ERICKA BECKMAN Works 1978-2012, vue de l’exposition à la Kunstalle de Berne, 2013. Crédit photo : Gunnar Meier.

Après des études à New York, Ericka Beckman part compléter son enseignement à Cal Art en 1975. Elle y rencontre Mike Kelley, suit les cours de Vito Acconci, découvre les performances de Guy de Cointet et s’y forge une riche expérience qu’elle met en pratique de retour à New York. À l’aide de caméras 16 mm et super 8, elle tourne des films dans son atelier plongé dans l’obscurité et transformé en véritable plateau de tournage. Y participent de nombreux figurants tels que Mike Kelley, Ashley Bickerton, Matt Mullican, Steven Parrino ou encore Paul McMahon.
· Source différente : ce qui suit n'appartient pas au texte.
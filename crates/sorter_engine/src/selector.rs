use std::sync::{Arc, RwLock};

use sorter_logging::{sorter_info, sorter_warn};

use crate::provider::{ActiveProvider, ProviderConfig, ProviderError, ProviderRegistry};

/// How the first active provider is chosen.
#[derive(Debug, Clone, PartialEq, Eq)]
pub enum SelectionPolicy {
    /// Try `preferred` first, then every other provider in registry order.
    Auto { preferred: Option<String> },
    /// Only this provider; selection fails if it is unreachable.
    Fixed(String),
}

/// Owns the single live [`ActiveProvider`] and replaces it atomically.
///
/// Readers take an `Arc` snapshot; a switch swaps the pointer only after the
/// replacement has been built and probed, so a failed switch leaves the
/// previous provider in place.
#[derive(Debug)]
pub struct ProviderSelector {
    registry: ProviderRegistry,
    active: RwLock<Option<Arc<ActiveProvider>>>,
    switching: tokio::sync::Mutex<()>,
}

impl ProviderSelector {
    pub fn new(registry: ProviderRegistry) -> Self {
        Self {
            registry,
            active: RwLock::new(None),
            switching: tokio::sync::Mutex::new(()),
        }
    }

    pub fn registry(&self) -> &ProviderRegistry {
        &self.registry
    }

    /// Snapshot of the current provider, if one has been selected.
    pub fn active(&self) -> Option<Arc<ActiveProvider>> {
        self.active
            .read()
            .unwrap_or_else(|poisoned| poisoned.into_inner())
            .clone()
    }

    pub fn active_id(&self) -> Option<String> {
        self.active().map(|p| p.id().to_string())
    }

    /// Choose and activate a provider according to `policy`.
    pub async fn select_best(&self, policy: &SelectionPolicy) -> Result<ProviderConfig, ProviderError> {
        let _guard = self.switching.lock().await;
        let order: Vec<&ProviderConfig> = match policy {
            SelectionPolicy::Fixed(id) => {
                let config = self
                    .registry
                    .get(id)
                    .ok_or_else(|| ProviderError::Unknown(id.clone()))?;
                vec![config]
            }
            SelectionPolicy::Auto { preferred } => {
                let mut order = Vec::with_capacity(self.registry.len());
                if let Some(preferred) = preferred {
                    match self.registry.get(preferred) {
                        Some(config) => order.push(config),
                        None => sorter_warn!("preferred provider {} is not configured", preferred),
                    }
                }
                order.extend(
                    self.registry
                        .iter()
                        .filter(|c| Some(&c.id) != preferred.as_ref()),
                );
                order
            }
        };

        let tried = order.len();
        let mut last_failure = None;
        for config in order {
            match self.try_build(config.clone()).await {
                Ok(provider) => {
                    sorter_info!("selected provider {} (model {})", provider.id(), provider.model());
                    let selected = provider.config().clone();
                    self.install(provider);
                    return Ok(selected);
                }
                Err(err) => {
                    sorter_warn!("provider {} not selectable: {}", config.id, err);
                    last_failure = Some(err);
                }
            }
        }

        match (policy, last_failure) {
            (SelectionPolicy::Fixed(_), Some(err)) => Err(err),
            _ => Err(ProviderError::NoneReachable { tried }),
        }
    }

    /// Transactionally replace the active provider with `id`.
    ///
    /// On any failure the previous provider stays active and untouched.
    pub async fn switch_to(&self, id: &str) -> Result<ProviderConfig, ProviderError> {
        let _guard = self.switching.lock().await;
        let config = self
            .registry
            .get(id)
            .cloned()
            .ok_or_else(|| ProviderError::Unknown(id.to_string()))?;

        match self.try_build(config).await {
            Ok(provider) => {
                let previous = self.active_id();
                let selected = provider.config().clone();
                self.install(provider);
                sorter_info!(
                    "switched provider {} -> {}",
                    previous.as_deref().unwrap_or("<none>"),
                    selected.id
                );
                Ok(selected)
            }
            Err(err) => {
                sorter_warn!(
                    "switch to {} failed, keeping {}: {}",
                    id,
                    self.active_id().as_deref().unwrap_or("<none>"),
                    err
                );
                Err(err)
            }
        }
    }

    async fn try_build(&self, config: ProviderConfig) -> Result<ActiveProvider, ProviderError> {
        let provider = ActiveProvider::connect(config)?;
        let status = provider.probe(self.registry.probe_timeout()).await;
        if status.is_reachable() {
            Ok(provider)
        } else {
            Err(ProviderError::Unreachable {
                id: provider.id().to_string(),
                status,
            })
        }
    }

    fn install(&self, provider: ActiveProvider) {
        let mut slot = self
            .active
            .write()
            .unwrap_or_else(|poisoned| poisoned.into_inner());
        *slot = Some(Arc::new(provider));
    }
}
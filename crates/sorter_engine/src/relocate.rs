use std::fs::{self, File, OpenOptions};
use std::io;
use std::path::{Path, PathBuf};

use thiserror::Error;

use crate::persist::{ensure_dir, PersistError};

#[derive(Debug, Error)]
pub enum MoveError {
    #[error("source missing: {0}")]
    SourceMissing(PathBuf),
    #[error("destination already exists: {0}")]
    DestinationExists(PathBuf),
    #[error("cannot prepare folder: {0}")]
    Folder(#[from] PersistError),
    #[error("move failed: {0}")]
    Io(#[from] io::Error),
}

/// Move `source` into `{root}/{category}/`, creating the folder if absent.
///
/// Never overwrites: an existing same-named item in the folder is an error.
pub fn move_into(source: &Path, root: &Path, category: &str) -> Result<PathBuf, MoveError> {
    if !source.is_file() {
        return Err(MoveError::SourceMissing(source.to_path_buf()));
    }
    let file_name = source
        .file_name()
        .ok_or_else(|| MoveError::SourceMissing(source.to_path_buf()))?;

    let folder = root.join(category);
    ensure_dir(&folder)?;

    let target = folder.join(file_name);
    match fs::hard_link(source, &target) {
        Ok(()) => {}
        Err(err) if err.kind() == io::ErrorKind::AlreadyExists => {
            return Err(MoveError::DestinationExists(target));
        }
        // Cross-device or no link support: copy into a fresh file instead.
        Err(_) => copy_new(source, &target)?,
    }

    if let Err(err) = fs::remove_file(source) {
        let _ = fs::remove_file(&target);
        return Err(MoveError::Io(err));
    }
    Ok(target)
}

/// Copy `source` to `target`, failing if `target` already exists.
fn copy_new(source: &Path, target: &Path) -> Result<(), MoveError> {
    let mut input = File::open(source)?;
    let mut output = match OpenOptions::new().write(true).create_new(true).open(target) {
        Ok(file) => file,
        Err(err) if err.kind() == io::ErrorKind::AlreadyExists => {
            return Err(MoveError::DestinationExists(target.to_path_buf()));
        }
        Err(err) => return Err(MoveError::Io(err)),
    };
    if let Err(err) = io::copy(&mut input, &mut output).and_then(|_| output.sync_all()) {
        drop(output);
        let _ = fs::remove_file(target);
        return Err(MoveError::Io(err));
    }
    Ok(())
}
//! Sorter engine: provider plumbing, classification, and the batch pipeline.
mod checkpoint;
mod classify;
mod control;
mod decode;
mod export;
mod extract;
mod normalize;
mod parse;
mod persist;
mod pipeline;
mod provider;
mod relocate;
mod selector;
mod types;

pub use checkpoint::{CheckpointError, CheckpointInfo, CheckpointStore, DEFAULT_CHECKPOINT_FILE};
pub use classify::{Classification, ClassificationClient, Classifier, ClassifySettings};
pub use control::RunController;
pub use decode::{decode_text, DecodedText};
pub use export::{report_json, write_report, ExportError};
pub use extract::{
    count_words, split_front_matter, ExtractError, ExtractedDocument, Extractor,
    MarkdownExtractor, DEFAULT_MAX_CONTENT_CHARS,
};
pub use normalize::{TagNormalizer, VocabularyNormalizer};
pub use parse::{parse_reply, ParseBranch, ParsedReply};
pub use persist::{ensure_dir, write_atomic, PersistError};
pub use pipeline::{
    discover_items, Pipeline, PipelineError, PipelineSettings, RunReport, RunStatus,
    DEFAULT_CHECKPOINT_EVERY,
};
pub use provider::{
    ActiveProvider, ProbeStatus, ProviderConfig, ProviderError, ProviderRegistry,
    DEFAULT_PROBE_TIMEOUT,
};
pub use relocate::{move_into, MoveError};
pub use selector::{ProviderSelector, SelectionPolicy};
pub use types::{ClassifyError, FailureKind, NullSink, PipelineEvent, ProgressSink};
use std::fmt::Write as _;
use std::sync::atomic::{AtomicUsize, Ordering};
use std::time::Duration;

use sorter_engine::{PipelineEvent, ProgressSink, RunReport, RunStatus};
use sorter_logging::{sorter_debug, sorter_info, sorter_warn};

/// Logs one line per settled item and prints interactive hints to stdout.
#[derive(Debug, Default)]
pub struct ConsoleProgress {
    remaining: AtomicUsize,
}

impl ProgressSink for ConsoleProgress {
    fn emit(&self, event: PipelineEvent) {
        match event {
            PipelineEvent::RunStarted { remaining, .. } => {
                self.remaining.store(remaining, Ordering::Relaxed);
            }
            PipelineEvent::Recorded { index, outcome } => {
                let total = self.remaining.load(Ordering::Relaxed);
                let position = format!("[{}/{}]", index + 1, total);
                if !outcome.success {
                    sorter_warn!(
                        "{} {} FAILED: {}",
                        position,
                        outcome.title,
                        outcome.error.as_deref().unwrap_or("unknown error")
                    );
                } else if outcome.classification_error.is_some() {
                    sorter_info!("{} {} -> {} (fallback)", position, outcome.title, outcome.category);
                } else {
                    sorter_info!("{} {} -> {}", position, outcome.title, outcome.category);
                }
            }
            PipelineEvent::Abandoned { item_id, .. } => {
                println!("stopped before moving {item_id}; it will be retried next run");
            }
            PipelineEvent::Paused => println!("paused; type r to resume or q to stop"),
            PipelineEvent::Stage {
                item_id, stage, ..
            } => sorter_debug!("{} {}", item_id, stage),
            PipelineEvent::CheckpointSaved { settled } => {
                sorter_debug!("checkpoint holds {} settled item(s)", settled)
            }
        }
    }
}

pub fn format_summary(report: &RunReport) -> String {
    let summary = &report.summary;
    let mut out = String::new();
    let status = match report.status {
        RunStatus::Completed => "completed",
        RunStatus::AlreadyComplete => "nothing to do; every document is already settled",
        RunStatus::Stopped => "stopped",
    };
    let _ = writeln!(out, "Run {status}");
    let _ = writeln!(
        out,
        "  processed {} | succeeded {} | failed {} | success rate {:.1}%",
        summary.total,
        summary.succeeded,
        summary.failed,
        summary.success_rate * 100.0
    );
    if summary.degraded > 0 {
        let _ = writeln!(out, "  {} sent to the fallback category", summary.degraded);
    }
    if report.unsettled > 0 {
        let _ = writeln!(out, "  {} left for the next run", report.unsettled);
    }
    for (category, count) in &summary.category_distribution {
        let _ = writeln!(out, "  {category:<12} {count}");
    }
    if summary.total > 0 {
        let timing = &summary.timing;
        let _ = writeln!(
            out,
            "  per item: mean {} / min {} / max {}; wall clock {}",
            seconds(timing.mean),
            seconds(timing.min),
            seconds(timing.max),
            seconds(timing.wall_clock)
        );
    }
    out
}

fn seconds(duration: Duration) -> String {
    format!("{:.2}s", duration.as_secs_f64())
}

#[cfg(test)]
mod tests {
    use super::*;
    use sorter_core::{CheckpointState, Outcome, ResultAggregator};

    fn outcome(category: &str, degraded: bool) -> Outcome {
        Outcome {
            item_id: format!("{category}.md"),
            title: category.to_string(),
            category: category.to_string(),
            tags: Vec::new(),
            elapsed: Duration::from_millis(500),
            success: true,
            error: None,
            classification_error: degraded.then(|| "timeout".to_string()),
            metadata: None,
            word_count: None,
            destination: None,
        }
    }

    #[test]
    fn summary_lists_counts_and_categories() {
        let mut results = ResultAggregator::new();
        results.record(outcome("工程技术", false));
        results.record(outcome("Other", true));
        let report = RunReport {
            status: RunStatus::Stopped,
            eligible: 3,
            skipped: 0,
            unsettled: 1,
            summary: results.summary(Duration::from_secs(2)),
            results,
            checkpoint: CheckpointState::new(),
        };

        let text = format_summary(&report);
        assert!(text.starts_with("Run stopped\n"));
        assert!(text.contains("processed 2 | succeeded 2 | failed 0 | success rate 100.0%"));
        assert!(text.contains("1 sent to the fallback category"));
        assert!(text.contains("1 left for the next run"));
        assert!(text.contains("工程技术"));
        assert!(text.contains("mean 0.50s"));
    }
}
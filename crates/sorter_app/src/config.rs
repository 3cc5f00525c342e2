//! TOML configuration for `mdsort`.
//!
//! Every section carries serde defaults, so a file containing only
//! `[[providers]]` entries is complete. A missing file yields the defaults.

use std::collections::BTreeMap;
use std::path::{Path, PathBuf};
use std::time::Duration;

use anyhow::{bail, Context, Result};
use serde::Deserialize;
use sorter_core::CategorySet;
use sorter_engine::{
    ClassifySettings, MarkdownExtractor, PipelineSettings, ProviderConfig, SelectionPolicy,
    VocabularyNormalizer, DEFAULT_CHECKPOINT_FILE,
};
use sorter_logging::sorter_warn;

pub const DEFAULT_CONFIG_FILE: &str = "mdsort.toml";

#[derive(Debug, Clone, Deserialize)]
pub struct Config {
    #[serde(default)]
    pub paths: PathsConfig,
    #[serde(default)]
    pub run: RunConfig,
    #[serde(default)]
    pub classification: ClassificationConfig,
    #[serde(default)]
    pub selection: SelectionConfig,
    #[serde(default = "default_providers")]
    pub providers: Vec<ProviderEntry>,
    #[serde(default)]
    pub tags: TagsConfig,
}

#[derive(Debug, Clone, Deserialize)]
pub struct PathsConfig {
    #[serde(default = "default_dir")]
    pub source_dir: PathBuf,
    #[serde(default = "default_dir")]
    pub target_dir: PathBuf,
    #[serde(default = "default_checkpoint_file")]
    pub checkpoint_file: PathBuf,
    #[serde(default = "default_report_file")]
    pub report_file: PathBuf,
}

impl Default for PathsConfig {
    fn default() -> Self {
        Self {
            source_dir: default_dir(),
            target_dir: default_dir(),
            checkpoint_file: default_checkpoint_file(),
            report_file: default_report_file(),
        }
    }
}

fn default_dir() -> PathBuf {
    PathBuf::from(".")
}

fn default_checkpoint_file() -> PathBuf {
    PathBuf::from(DEFAULT_CHECKPOINT_FILE)
}

fn default_report_file() -> PathBuf {
    PathBuf::from("mdsort_report.json")
}

#[derive(Debug, Clone, Deserialize)]
pub struct RunConfig {
    #[serde(default = "default_extension")]
    pub extension: String,
    #[serde(default = "default_checkpoint_every")]
    pub checkpoint_every: usize,
    #[serde(default = "default_pace_ms")]
    pub pace_ms: u64,
    #[serde(default)]
    pub retry_failed: bool,
}

impl Default for RunConfig {
    fn default() -> Self {
        Self {
            extension: default_extension(),
            checkpoint_every: default_checkpoint_every(),
            pace_ms: default_pace_ms(),
            retry_failed: false,
        }
    }
}

fn default_extension() -> String {
    "md".to_string()
}

fn default_checkpoint_every() -> usize {
    sorter_engine::DEFAULT_CHECKPOINT_EVERY
}

fn default_pace_ms() -> u64 {
    100
}

#[derive(Debug, Clone, Deserialize)]
pub struct ClassificationConfig {
    #[serde(default = "default_categories")]
    pub categories: Vec<String>,
    #[serde(default = "default_max_attempts")]
    pub max_attempts: u32,
    #[serde(default = "default_backoff_secs")]
    pub backoff_step_secs: u64,
    #[serde(default = "default_backoff_secs")]
    pub backoff_floor_secs: u64,
    #[serde(default = "default_backoff_cap_secs")]
    pub backoff_cap_secs: u64,
    #[serde(default = "default_request_timeout_secs")]
    pub request_timeout_secs: u64,
    #[serde(default = "default_probe_timeout_secs")]
    pub probe_timeout_secs: u64,
    #[serde(default = "default_temperature")]
    pub temperature: f32,
    #[serde(default = "default_max_tokens")]
    pub max_tokens: u32,
    #[serde(default = "default_max_content_chars")]
    pub max_content_chars: usize,
}

impl Default for ClassificationConfig {
    fn default() -> Self {
        Self {
            categories: default_categories(),
            max_attempts: default_max_attempts(),
            backoff_step_secs: default_backoff_secs(),
            backoff_floor_secs: default_backoff_secs(),
            backoff_cap_secs: default_backoff_cap_secs(),
            request_timeout_secs: default_request_timeout_secs(),
            probe_timeout_secs: default_probe_timeout_secs(),
            temperature: default_temperature(),
            max_tokens: default_max_tokens(),
            max_content_chars: default_max_content_chars(),
        }
    }
}

fn default_categories() -> Vec<String> {
    [
        "自然科学", "人文社科", "学习成长", "哲学思辨", "工程技术", "财经投资", "时事时政",
        "情感生活", "体育健康", "文娱艺术", "搞笑趣闻", "外貌穿搭",
    ]
    .iter()
    .map(|c| c.to_string())
    .collect()
}

fn default_max_attempts() -> u32 {
    3
}

fn default_backoff_secs() -> u64 {
    2
}

fn default_backoff_cap_secs() -> u64 {
    10
}

fn default_request_timeout_secs() -> u64 {
    30
}

fn default_probe_timeout_secs() -> u64 {
    sorter_engine::DEFAULT_PROBE_TIMEOUT.as_secs()
}

fn default_temperature() -> f32 {
    0.1
}

fn default_max_tokens() -> u32 {
    200
}

fn default_max_content_chars() -> usize {
    sorter_engine::DEFAULT_MAX_CONTENT_CHARS
}

#[derive(Debug, Clone, Copy, PartialEq, Eq, Default, Deserialize)]
#[serde(rename_all = "lowercase")]
pub enum PolicyKind {
    #[default]
    Auto,
    Fixed,
}

#[derive(Debug, Clone, Default, Deserialize)]
pub struct SelectionConfig {
    #[serde(default)]
    pub policy: PolicyKind,
    #[serde(default)]
    pub preferred: Option<String>,
}

#[derive(Clone, Deserialize)]
pub struct ProviderEntry {
    pub id: String,
    pub base_url: String,
    pub model: String,
    #[serde(default)]
    pub api_key: Option<String>,
    /// Environment variable holding the key; used when `api_key` is absent.
    #[serde(default)]
    pub api_key_env: Option<String>,
}

impl std::fmt::Debug for ProviderEntry {
    fn fmt(&self, f: &mut std::fmt::Formatter<'_>) -> std::fmt::Result {
        f.debug_struct("ProviderEntry")
            .field("id", &self.id)
            .field("base_url", &self.base_url)
            .field("model", &self.model)
            .field("api_key", &self.api_key.as_ref().map(|_| "<redacted>"))
            .field("api_key_env", &self.api_key_env)
            .finish()
    }
}

fn default_providers() -> Vec<ProviderEntry> {
    vec![ProviderEntry {
        id: "deepseek".to_string(),
        base_url: "https://api.deepseek.com/v1".to_string(),
        model: "deepseek-chat".to_string(),
        api_key: None,
        api_key_env: Some("DEEPSEEK_API_KEY".to_string()),
    }]
}

#[derive(Debug, Clone, Default, Deserialize)]
pub struct TagsConfig {
    /// Allowed tags per category.
    #[serde(default)]
    pub vocabulary: BTreeMap<String, Vec<String>>,
    /// Alias -> canonical tag.
    #[serde(default)]
    pub aliases: BTreeMap<String, String>,
}

/// Read and validate the config at `path`. A missing file yields defaults.
pub fn load_config(path: &Path) -> Result<Config> {
    let config = if path.exists() {
        let content = std::fs::read_to_string(path)
            .with_context(|| format!("Failed to read config file: {}", path.display()))?;
        parse_config(&content)
            .with_context(|| format!("Failed to parse config file: {}", path.display()))?
    } else {
        sorter_warn!("config {} not found; using defaults", path.display());
        parse_config("")?
    };
    config.validate()?;
    Ok(config)
}

fn parse_config(content: &str) -> Result<Config> {
    Ok(toml::from_str(content)?)
}

impl Config {
    fn validate(&self) -> Result<()> {
        if self.categories().names().is_empty() {
            bail!("classification.categories must name at least one category");
        }
        if self.classification.max_attempts == 0 {
            bail!("classification.max_attempts must be >= 1");
        }
        if self.classification.max_content_chars == 0 {
            bail!("classification.max_content_chars must be > 0");
        }
        if self.run.checkpoint_every == 0 {
            bail!("run.checkpoint_every must be >= 1");
        }
        if self.run.extension.trim().is_empty() {
            bail!("run.extension must not be empty");
        }
        if self.selection.policy == PolicyKind::Fixed && self.selection.preferred.is_none() {
            bail!("selection.preferred is required when selection.policy = \"fixed\"");
        }
        for provider in &self.providers {
            if provider.api_key.is_none() && provider.api_key_env.is_none() {
                bail!("provider {} needs api_key or api_key_env", provider.id);
            }
        }
        Ok(())
    }

    pub fn apply_overrides(&mut self, source: Option<PathBuf>, target: Option<PathBuf>, retry_failed: bool) {
        if let Some(source) = source {
            self.paths.source_dir = source;
        }
        if let Some(target) = target {
            self.paths.target_dir = target;
        }
        self.run.retry_failed |= retry_failed;
    }

    pub fn categories(&self) -> CategorySet {
        CategorySet::new(self.classification.categories.iter().map(String::as_str))
    }

    /// Resolve credentials. A key that cannot be resolved stays empty, which
    /// the provider reports as misconfigured when it is used.
    pub fn provider_configs(&self) -> Vec<ProviderConfig> {
        self.providers
            .iter()
            .map(|entry| ProviderConfig {
                id: entry.id.clone(),
                base_url: entry.base_url.clone(),
                model: entry.model.clone(),
                api_key: resolve_api_key(entry),
            })
            .collect()
    }

    pub fn probe_timeout(&self) -> Duration {
        Duration::from_secs(self.classification.probe_timeout_secs)
    }

    /// `--fixed` wins over `--provider`, which wins over the file.
    pub fn selection_policy(&self, provider: Option<&str>, fixed: Option<&str>) -> SelectionPolicy {
        if let Some(id) = fixed {
            return SelectionPolicy::Fixed(id.to_string());
        }
        let preferred = provider
            .map(str::to_string)
            .or_else(|| self.selection.preferred.clone());
        match (self.selection.policy, preferred) {
            (PolicyKind::Fixed, Some(id)) if provider.is_none() => SelectionPolicy::Fixed(id),
            (_, preferred) => SelectionPolicy::Auto { preferred },
        }
    }

    pub fn classify_settings(&self) -> ClassifySettings {
        let c = &self.classification;
        ClassifySettings {
            max_attempts: c.max_attempts,
            backoff_step: Duration::from_secs(c.backoff_step_secs),
            backoff_floor: Duration::from_secs(c.backoff_floor_secs),
            backoff_cap: Duration::from_secs(c.backoff_cap_secs),
            request_timeout: Duration::from_secs(c.request_timeout_secs),
            temperature: c.temperature,
            max_tokens: c.max_tokens,
        }
    }

    pub fn pipeline_settings(&self) -> PipelineSettings {
        let mut settings = PipelineSettings::new(
            &self.paths.source_dir,
            &self.paths.target_dir,
            self.categories(),
        );
        settings.extension = self.run.extension.trim_start_matches('.').to_string();
        settings.checkpoint_every = self.run.checkpoint_every;
        settings.pace = Duration::from_millis(self.run.pace_ms);
        settings.retry_failed = self.run.retry_failed;
        settings
    }

    pub fn extractor(&self) -> MarkdownExtractor {
        MarkdownExtractor::new(self.classification.max_content_chars)
    }

    pub fn normalizer(&self) -> VocabularyNormalizer {
        VocabularyNormalizer::new(self.tags.vocabulary.clone(), self.tags.aliases.clone())
    }
}

fn resolve_api_key(entry: &ProviderEntry) -> String {
    if let Some(key) = entry.api_key.as_deref().filter(|k| !k.trim().is_empty()) {
        return key.to_string();
    }
    let Some(var) = entry.api_key_env.as_deref() else {
        return String::new();
    };
    match std::env::var(var) {
        Ok(key) => key,
        Err(_) => {
            sorter_warn!("provider {}: environment variable {} is not set", entry.id, var);
            String::new()
        }
    }
}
Epigones des « Structural films », ses films s’en éloignent de par leurs aspects résolument performatifs et leur narration assumée. À la fois influencée par la performance alors en vogue, la musique expérimentale et la psychologie du développement de Jean Piaget, Ericka Beckman se sert du processus cinématographique afin d’illustrer dans quelle mesure la gestualité devient mémoire et ainsi, la base de la codification de l’identité. Le format cinématographique s’impose à elle en tant qu’il retransmet fidèlement la présence de la performance, « à taille humaine », contrairement aux performance-vidéos (Nauman, Acconci, Rosler…), dont la retransmission sur moniteur élevé sur socle s’avère limitée en ce qui la concerne. We Imitate : We Brake Up (1978), The Brocken Rule (1979) ou You The Better (1983) témoignent de l’intérêt qu’elle porte aux sports de compétition, aux jeux vidéo, de société, et au passage de l’enfance à l’âge adulte. L’univers du conte et les différents niveaux d’apprentissage se précisent dans Cinderella (1986) et dans Blind Country (1989), lequel écrit et interprété par Mike Kelley, peut rétrospectivement se comprendre comme un prélude à ses Educational Complex (1995). Si à l’image de l’incontournable Hiatus (1999), l’esprit des nouvelles technologies et les espaces virtuels abondent dans ses films, il n’y parait aucun trucage réalisé par ordinateur. Les retouches sur pellicules sont artisanales, les décors et accessoires entièrement fabriqués par l’artiste, et sa voix accompagne souvent les percussions des bandes-son cacophoniques.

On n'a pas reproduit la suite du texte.